Somen noodles with napa cabbage and seitan

Somen noodles with napa cabbage and seitan

Last night I tried another new recipe from the Bold Vegetarian Chef which I am borrowing from the library. I stuck to the recipe for the most part, except I used somen noodles instead of udon, because that is what I had on hand.

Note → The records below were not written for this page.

use serde::{Deserialize, Serialize};

/// One page of a server-side paginated list.
#[derive(Debug, Clone, PartialEq, Serialize, Deserialize)]
#[serde(rename_all = "camelCase")]
pub struct Paginated<T> {
    pub items: Vec<T>,
    pub total_pages: u32,
    pub current_page: u32,
}

impl<T> Paginated<T> {
    pub fn has_next(&self) -> bool {
        self.current_page < self.total_pages
    }

    pub fn is_empty(&self) -> bool {
        self.items.is_empty()
    }
}

/// Page request, 1-based.
#[derive(Debug, Clone, Copy, PartialEq, Eq)]
pub struct PageRequest {
    pub page: u32,
    pub limit: u32,
}

impl PageRequest {
    pub fn new(page: u32, limit: u32) -> Self {
        Self {
            page: page.max(1),
            limit: limit.max(1),
        }
    }

    pub fn first(limit: u32) -> Self {
        Self::new(1, limit)
    }

    pub fn next(self) -> Self {
        Self::new(self.page + 1, self.limit)
    }
}
//! Edit sessions for a single entity.
//!
//! ```text
//! Idle -> Loading -> Editing -> Submitting -> Idle      (applied / unchanged)
//!                       ^             |
//!                       +-------------+                 (update failed)
//! ```
//!
//! The session owns the snapshot pair while editing. A failed update puts the
//! session back into `Editing` with the edited copy intact so the caller can
//! retry or cancel.

use std::fmt;
use std::sync::Arc;

use async_trait::async_trait;
use serde_json::Value;

use crate::diff::FieldDiffer;
use crate::entity::{ChangeSet, Editable, EntityId};
use crate::error::{CoreError, Result};
use crate::loading::LoadingTracker;

/// Persistence collaborator used by [`EditSession`].
#[async_trait]
pub trait EntityStore<E: Editable>: Send + Sync {
    async fn fetch(&self, id: EntityId) -> Result<E>;

    /// Send a change set body produced by [`ChangeSet::to_body`].
    async fn update(&self, id: EntityId, body: &Value) -> Result<()>;
}

#[derive(Debug, Clone, Copy, PartialEq, Eq)]
pub enum SessionPhase {
    Idle,
    Loading,
    Editing,
    Submitting,
}

impl fmt::Display for SessionPhase {
    fn fmt(&self, f: &mut fmt::Formatter<'_>) -> fmt::Result {
        match self {
            Self::Idle => write!(f, "idle"),
            Self::Loading => write!(f, "loading"),
            Self::Editing => write!(f, "editing"),
            Self::Submitting => write!(f, "submitting"),
        }
    }
}

#[derive(Debug)]
pub enum SubmitOutcome {
    /// Nothing differed from the original; no request was made.
    Unchanged,
    Applied(ChangeSet),
}

#[derive(Debug)]
struct Snapshot<E> {
    original: E,
    current: E,
}

#[derive(Debug)]
enum State<E> {
    Idle,
    Loading,
    Editing(Snapshot<E>),
    Submitting,
}

impl<E> State<E> {
    fn phase(&self) -> SessionPhase {
        match self {
            Self::Idle => SessionPhase::Idle,
            Self::Loading => SessionPhase::Loading,
            Self::Editing(_) => SessionPhase::Editing,
            Self::Submitting => SessionPhase::Submitting,
        }
    }
}

pub struct EditSession<E, S: ?Sized> {
    store: Arc<S>,
    loading: LoadingTracker,
    differ: FieldDiffer,
    state: State<E>,
}

impl<E, S> EditSession<E, S>
where
    E: Editable,
    S: EntityStore<E> + ?Sized,
{
    pub fn new(store: Arc<S>, loading: LoadingTracker) -> Self {
        Self {
            store,
            loading,
            differ: FieldDiffer::new(),
            state: State::Idle,
        }
    }

    /// Replace the comparison rules used on submit.
    pub fn with_differ(mut self, differ: FieldDiffer) -> Self {
        self.differ = differ;
        self
    }

    pub fn phase(&self) -> SessionPhase {
        self.state.phase()
    }

    /// Fetch the persisted entity and start editing a copy of it.
    pub async fn open(&mut self, id: EntityId) -> Result<&E> {
        self.expect_idle("open")?;
        self.state = State::Loading;
        tracing::debug!(kind = E::KIND, id, "opening edit session");

        let fetched = {
            let _loading = self.loading.begin("fetch");
            self.store.fetch(id).await
        };
        match fetched {
            Ok(original) => {
                self.start(original);
                self.current()
            }
            Err(err) => {
                tracing::warn!(kind = E::KIND, id, error = %err, "failed to load entity");
                self.state = State::Idle;
                Err(err)
            }
        }
    }

    /// Start editing from a snapshot the caller already holds.
    pub fn open_with(&mut self, original: E) -> Result<()> {
        self.expect_idle("open")?;
        self.start(original);
        Ok(())
    }

    pub fn original(&self) -> Result<&E> {
        match &self.state {
            State::Editing(snapshot) => Ok(&snapshot.original),
            other => Err(rejected("read", other.phase())),
        }
    }

    pub fn current(&self) -> Result<&E> {
        match &self.state {
            State::Editing(snapshot) => Ok(&snapshot.current),
            other => Err(rejected("read", other.phase())),
        }
    }

    pub fn current_mut(&mut self) -> Result<&mut E> {
        match &mut self.state {
            State::Editing(snapshot) => Ok(&mut snapshot.current),
            other => Err(rejected("edit", other.phase())),
        }
    }

    /// What a submit would send, without sending it.
    pub fn pending_changes(&self) -> Result<ChangeSet> {
        match &self.state {
            State::Editing(snapshot) => {
                ChangeSet::compute(&self.differ, &snapshot.original, &snapshot.current)
            }
            other => Err(rejected("compute changes", other.phase())),
        }
    }

    /// Abandon the session. The edited copy is discarded without diffing.
    pub fn cancel(&mut self) {
        if !matches!(self.state, State::Idle) {
            tracing::debug!(kind = E::KIND, phase = %self.phase(), "edit session cancelled");
        }
        self.state = State::Idle;
    }

    pub async fn submit(&mut self) -> Result<SubmitOutcome> {
        let snapshot = match std::mem::replace(&mut self.state, State::Submitting) {
            State::Editing(snapshot) => snapshot,
            other => {
                let phase = other.phase();
                self.state = other;
                return Err(rejected("submit", phase));
            }
        };

        let (changes, body) = match self.prepare(&snapshot) {
            Ok(prepared) => prepared,
            Err(err) => {
                self.state = State::Editing(snapshot);
                return Err(err);
            }
        };

        let id = snapshot.original.id();
        if changes.is_noop() {
            tracing::info!(kind = E::KIND, id, "no changes to submit");
            self.state = State::Idle;
            return Ok(SubmitOutcome::Unchanged);
        }

        let result = {
            let _loading = self.loading.begin("submit");
            self.store.update(id, &body).await
        };
        match result {
            Ok(()) => {
                tracing::info!(
                    kind = E::KIND,
                    id,
                    fields = changes.fields.len(),
                    "changes applied"
                );
                self.state = State::Idle;
                Ok(SubmitOutcome::Applied(changes))
            }
            Err(err) => {
                tracing::warn!(kind = E::KIND, id, error = %err, "update failed, edits kept");
                self.state = State::Editing(snapshot);
                Err(err)
            }
        }
    }

    fn prepare(&self, snapshot: &Snapshot<E>) -> Result<(ChangeSet, Value)> {
        snapshot.current.validate()?;
        let changes = ChangeSet::compute(&self.differ, &snapshot.original, &snapshot.current)?;
        let body = changes.to_body()?;
        Ok((changes, body))
    }

    fn start(&mut self, original: E) {
        let mut current = original.clone();
        current.clear_transient();
        tracing::debug!(kind = E::KIND, id = original.id(), "editing");
        self.state = State::Editing(Snapshot { original, current });
    }

    fn expect_idle(&self, action: &str) -> Result<()> {
        match self.state {
            State::Idle => Ok(()),
            ref other => Err(rejected(action, other.phase())),
        }
    }
}

fn rejected(action: &str, phase: SessionPhase) -> CoreError {
    CoreError::invalid_transition(action, format!("session is {phase}"))
}

#[cfg(test)]
mod tests {
    use super::*;
    use crate::catalog::{Size, Version};
    use serde_json::json;
    use std::collections::HashMap;
    use std::sync::Mutex;
    use std::sync::atomic::{AtomicBool, Ordering};

    #[derive(Default)]
    struct MemoryStore {
        versions: Mutex<HashMap<EntityId, Version>>,
        updates: Mutex<Vec<(EntityId, Value)>>,
        fail_updates: AtomicBool,
        loading: LoadingTracker,
        saw_loading: AtomicBool,
    }

    impl MemoryStore {
        fn with(version: Version, loading: LoadingTracker) -> Self {
            let store = Self {
                loading,
                ..Self::default()
            };
            store.versions.lock().unwrap().insert(version.id, version);
            store
        }

        fn updates(&self) -> Vec<(EntityId, Value)> {
            self.updates.lock().unwrap().clone()
        }
    }

    #[async_trait]
    impl EntityStore<Version> for MemoryStore {
        async fn fetch(&self, id: EntityId) -> Result<Version> {
            self.versions
                .lock()
                .unwrap()
                .get(&id)
                .cloned()
                .ok_or_else(|| CoreError::not_found("version", id))
        }

        async fn update(&self, id: EntityId, body: &Value) -> Result<()> {
            self.saw_loading
                .store(self.loading.is_loading(), Ordering::SeqCst);
            if self.fail_updates.load(Ordering::SeqCst) {
                return Err(CoreError::network("HTTP 500: database unavailable"));
            }
            self.updates.lock().unwrap().push((id, body.clone()));
            Ok(())
        }
    }

    fn version() -> Version {
        Version {
            id: 9,
            product_id: 2,
            style: "Navy".into(),
            sold: 1,
            stock: 3,
            images: vec!["/img/navy.png".into()],
            file_images: Vec::new(),
            image_news: Vec::new(),
            sizes: vec![Size::new("S", 2), Size::new("M", 1)],
        }
    }

    fn session(store: &Arc<MemoryStore>, loading: &LoadingTracker) -> EditSession<Version, MemoryStore> {
        EditSession::new(Arc::clone(store), loading.clone())
    }

    #[tokio::test]
    async fn edit_and_submit_sends_change_set() {
        let loading = LoadingTracker::new();
        let store = Arc::new(MemoryStore::with(version(), loading.clone()));
        let mut session = session(&store, &loading);

        session.open(9).await.unwrap();
        assert_eq!(session.phase(), SessionPhase::Editing);
        {
            let current = session.current_mut().unwrap();
            current.style = "Midnight".into();
            current.remove_size("M").unwrap();
            current.add_size("L", 5).unwrap();
        }

        let outcome = session.submit().await.unwrap();
        assert!(matches!(outcome, SubmitOutcome::Applied(_)));
        assert_eq!(session.phase(), SessionPhase::Idle);
        assert!(store.saw_loading.load(Ordering::SeqCst));
        assert!(!loading.is_loading());

        assert_eq!(
            store.updates(),
            vec![(
                9,
                json!({
                    "style": "Midnight",
                    "sizes": {
                        "added": [{"size": "L", "quantity": 5}],
                        "updated": [],
                        "removed": [{"size": "M", "quantity": 1}]
                    }
                })
            )]
        );
    }

    #[tokio::test]
    async fn failed_update_keeps_edits_for_retry() {
        let loading = LoadingTracker::new();
        let store = Arc::new(MemoryStore::with(version(), loading.clone()));
        store.fail_updates.store(true, Ordering::SeqCst);
        let mut session = session(&store, &loading);

        session.open(9).await.unwrap();
        session.current_mut().unwrap().set_size_quantity("S", 9).unwrap();

        let err = session.submit().await.unwrap_err();
        assert!(err.is_retryable());
        assert_eq!(session.phase(), SessionPhase::Editing);
        assert_eq!(session.current().unwrap().size("S"), Some(&Size::new("S", 9)));
        assert!(!loading.is_loading());

        store.fail_updates.store(false, Ordering::SeqCst);
        session.submit().await.unwrap();
        let updates = store.updates();
        assert_eq!(updates.len(), 1);
        assert_eq!(
            updates[0].1["sizes"]["updated"],
            json!([{"size": "S", "quantity": 9}])
        );
    }

    #[tokio::test]
    async fn unchanged_submit_skips_the_store() {
        let loading = LoadingTracker::new();
        let store = Arc::new(MemoryStore::with(version(), loading.clone()));
        let mut session = session(&store, &loading);

        session.open(9).await.unwrap();
        let outcome = session.submit().await.unwrap();

        assert!(matches!(outcome, SubmitOutcome::Unchanged));
        assert!(store.updates().is_empty());
        assert_eq!(session.phase(), SessionPhase::Idle);
    }

    #[tokio::test]
    async fn validation_failure_stays_editing() {
        let loading = LoadingTracker::new();
        let store = Arc::new(MemoryStore::with(version(), loading.clone()));
        let mut session = session(&store, &loading);

        session.open(9).await.unwrap();
        session.current_mut().unwrap().style.clear();

        let err = session.submit().await.unwrap_err();
        assert!(matches!(err, CoreError::Validation(_)));
        assert_eq!(session.phase(), SessionPhase::Editing);
        assert!(store.updates().is_empty());
    }

    #[tokio::test]
    async fn failed_fetch_returns_to_idle() {
        let loading = LoadingTracker::new();
        let store = Arc::new(MemoryStore::with(version(), loading.clone()));
        let mut session = session(&store, &loading);

        let err = session.open(404).await.unwrap_err();
        assert!(matches!(err, CoreError::NotFound { .. }));
        assert_eq!(session.phase(), SessionPhase::Idle);
        assert!(!loading.is_loading());
    }

    #[tokio::test]
    async fn operations_outside_editing_are_rejected() {
        let loading = LoadingTracker::new();
        let store = Arc::new(MemoryStore::with(version(), loading.clone()));
        let mut session = session(&store, &loading);

        assert!(matches!(
            session.submit().await,
            Err(CoreError::InvalidTransition { .. })
        ));
        assert!(session.current_mut().is_err());
        assert!(session.pending_changes().is_err());
        assert_eq!(session.phase(), SessionPhase::Idle);

        session.open(9).await.unwrap();
        let err = session.open(9).await.unwrap_err();
        assert_eq!(err.to_string(), "Cannot open while session is editing");
    }

    #[tokio::test]
    async fn cancel_discards_edits() {
        let loading = LoadingTracker::new();
        let store = Arc::new(MemoryStore::with(version(), loading.clone()));
        let mut session = session(&store, &loading);

        session.open_with(version()).unwrap();
        session.current_mut().unwrap().stock = 100;
        assert!(!session.pending_changes().unwrap().is_noop());

        session.cancel();
        assert_eq!(session.phase(), SessionPhase::Idle);
        assert!(session.current().is_err());
        assert!(store.updates().is_empty());
    }

    #[tokio::test]
    async fn opening_clears_transient_attachments() {
        let loading = LoadingTracker::new();
        let mut stored = version();
        stored.file_images = vec!["/tmp/stale.png".into()];
        stored.image_news = vec!["data:image/png;base64,AAAA".into()];
        let store = Arc::new(MemoryStore::with(stored, loading.clone()));
        let mut session = session(&store, &loading);

        let current = session.open(9).await.unwrap();
        assert!(current.file_images.is_empty());
        assert!(current.image_news.is_empty());
        assert_eq!(session.original().unwrap().file_images.len(), 1);
    }
}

I stir fried these things in this order::

  1. 2 inch piece of fresh ginger, minced
  2. 1 tbsp. minced garlic
  3. 2 cans of seitan (mock abalone)
  4. Half a head of napa cabbage, shredded
  5. 4 carrots, matchsticked
  6. 16oz package of frozen broccoli cuts, thawed
  7. 1 small can of bamboo shoots
  8. 3 Tbsp. chili black bean sauce
  9. Slurry of 2 tbsp. corn starch, 4 Tbsp. soy sauce, 1 tsp. sugar, and 4 Tbsp. rice wine vinegar
  10. Juice of half a lime
  11. 1 lb. cooked somen noodles
  12. 2 sheets of nori, shredded, as a garnish

It came out very tasty. The chili black bean sauce was quite spicy. The only tricky part was cutting the nori. Make sure your knife and cutting board are very dry.